Key Laboratory of Applied Technology on Green-Eco-Healthy Animal Husbandry of Zhejiang Province, College of Animal Science and Technology, College of Veterinary Medicine, Zhejiang Agriculture and Forestry University, Hangzhou 311300, China.
Zhejiang Vegamax Biotechnology Co., Ltd., Huzhou 313300, China.
Poult Sci. 2024 Apr;103(4):103483. doi: 10.1016/j.psj.2024.103483. Epub 2024 Jan 20.

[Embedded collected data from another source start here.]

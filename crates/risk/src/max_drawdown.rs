// In crates/risk/src/max_drawdown.rs

use crate::types::MaxDrawdownSettings;
use crate::{Error, Result, RiskManager};
use core_types::{Holdings, PortfolioTarget, Symbol};
use num_traits::FromPrimitive;
use rust_decimal::Decimal;
use std::collections::BTreeSet;

/// Liquidates any holding whose unrealized loss is worse than a fixed
/// fraction of its value, regardless of what the strategy wants.
///
/// The only state is the loss threshold, fixed at construction, so one
/// instance can be shared freely between threads.
#[derive(Debug, Clone)]
pub struct MaxDrawdownPerSecurity {
    /// Always zero or negative so it compares directly with a signed
    /// unrealized profit figure.
    threshold: Decimal,
}

impl MaxDrawdownPerSecurity {
    /// Creates a new instance. A negative argument is treated as its
    /// absolute value.
    pub fn new(maximum_drawdown_percent: Decimal) -> Self {
        Self {
            threshold: -maximum_drawdown_percent.abs(),
        }
    }

    /// Creates a new instance from its settings.
    pub fn from_settings(settings: &MaxDrawdownSettings) -> Result<Self> {
        let percent = Decimal::from_f64(settings.maximum_drawdown_percent).ok_or_else(|| {
            Error::InvalidParameters(format!(
                "maximum_drawdown_percent ({}) is not a finite number",
                settings.maximum_drawdown_percent
            ))
        })?;
        Ok(Self::new(percent))
    }

    /// The signed loss floor, e.g. `-0.05`.
    pub fn threshold(&self) -> Decimal {
        self.threshold
    }
}

impl Default for MaxDrawdownPerSecurity {
    fn default() -> Self {
        Self::new(Decimal::new(5, 2))
    }
}

impl RiskManager for MaxDrawdownPerSecurity {
    fn name(&self) -> &'static str {
        "MaxDrawdownPerSecurity"
    }

    fn evaluate(&self, holdings: &Holdings, targets: &[PortfolioTarget]) -> Vec<PortfolioTarget> {
        // Sorted so the appended liquidations come out in a stable order.
        let breached: BTreeSet<&Symbol> = holdings
            .iter()
            .filter(|(_, holding)| holding.is_invested)
            .filter(|(_, holding)| holding.unrealized_profit_percent < self.threshold)
            .map(|(symbol, holding)| {
                tracing::warn!(
                    %symbol,
                    unrealized_profit_percent = %holding.unrealized_profit_percent,
                    threshold = %self.threshold,
                    "Drawdown limit breached. Overriding targets with liquidation."
                );
                symbol
            })
            .collect();

        if breached.is_empty() {
            return targets.to_vec();
        }

        // Every target for a breached symbol is dropped, duplicates included,
        // before the single liquidation target is appended.
        targets
            .iter()
            .filter(|target| !breached.contains(&target.symbol))
            .cloned()
            .chain(
                breached
                    .iter()
                    .map(|symbol| PortfolioTarget::liquidate((*symbol).clone())),
            )
            .collect()
    }
}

Salmonella infection is a major concern in poultry production which poses potential risks to food safety. Our previous study confirmed that Lactiplantibacillus plantarum (LP) postbiotic exhibited a strong antibacterial capacity on Salmonella in vitro. This study aimed to investigate the beneficial effects and underlying mechanism of LP postbiotic on Salmonella-challenged broilers. A total of 240 one-day-old male yellow-feathered broilers were pretreated with 0.8% deMan Rogosa Sharpe (MRS) medium or 0.8% LP postbiotic (LP cell-free culture supernatant, LPC) in drinking water for 28 d, and then challenged with 1×10 CFU Salmonella enterica serovar Enteritidis (SE). Birds were sacrificed 3 d postinfection. Results showed that LPC maintained the growth performance by increasing body weight (BW), average daily gain (ADG), and average daily feed intake (ADFI) in broilers under SE challenge. LPC significantly attenuated SE-induced intestinal mucosal damage. Specifically, it decreased the intestinal injury score, increased villus length and villus/crypt, regulated the expression of intestinal injury-related genes (Villin, matrix metallopeptidase 3 [MMP3], intestinal fatty acid-binding protein [I-FABP]), and enhanced tight junctions (zona occludens-1 [ZO-1] and Claudin-1). SE infection caused a dramatic inflammatory response, as indicated by the up-regulated concentrations of interleukin (IL)-1β, IL-6, TNF-α, and the downregulation of IL-10, while LPC pretreatment markedly reversed this trend. We then found that LPC inhibited the activation of NOD-like receptor thermal protein domain associated protein 3 (NLRP3) inflammasome by decreasing the gene expression of Caspase-1, IL-lβ, and IL-18. Furthermore, LPC suppressed NLRP3 inflammasome activation by inhibiting nuclear factor-kappa B (NF-κB) signaling pathway (the reduced levels of toll-like receptor 4 [TLR4], myeloid differentiation factor 88 [MyD88], and NF-κB). Finally, our results showed that LPC regulated gut microbiota by enhancing the percentage of Ligilactobacillus and decreasing Alistipes and Barnesiella. In summary, we found that LP postbiotic was effective to protect broilers against Salmonella infection, possibly through suppressing NLRP3 inflammasome and optimizing gut microbiota. Our study provides the potential of postbiotics on prevention of Salmonella infection in poultry.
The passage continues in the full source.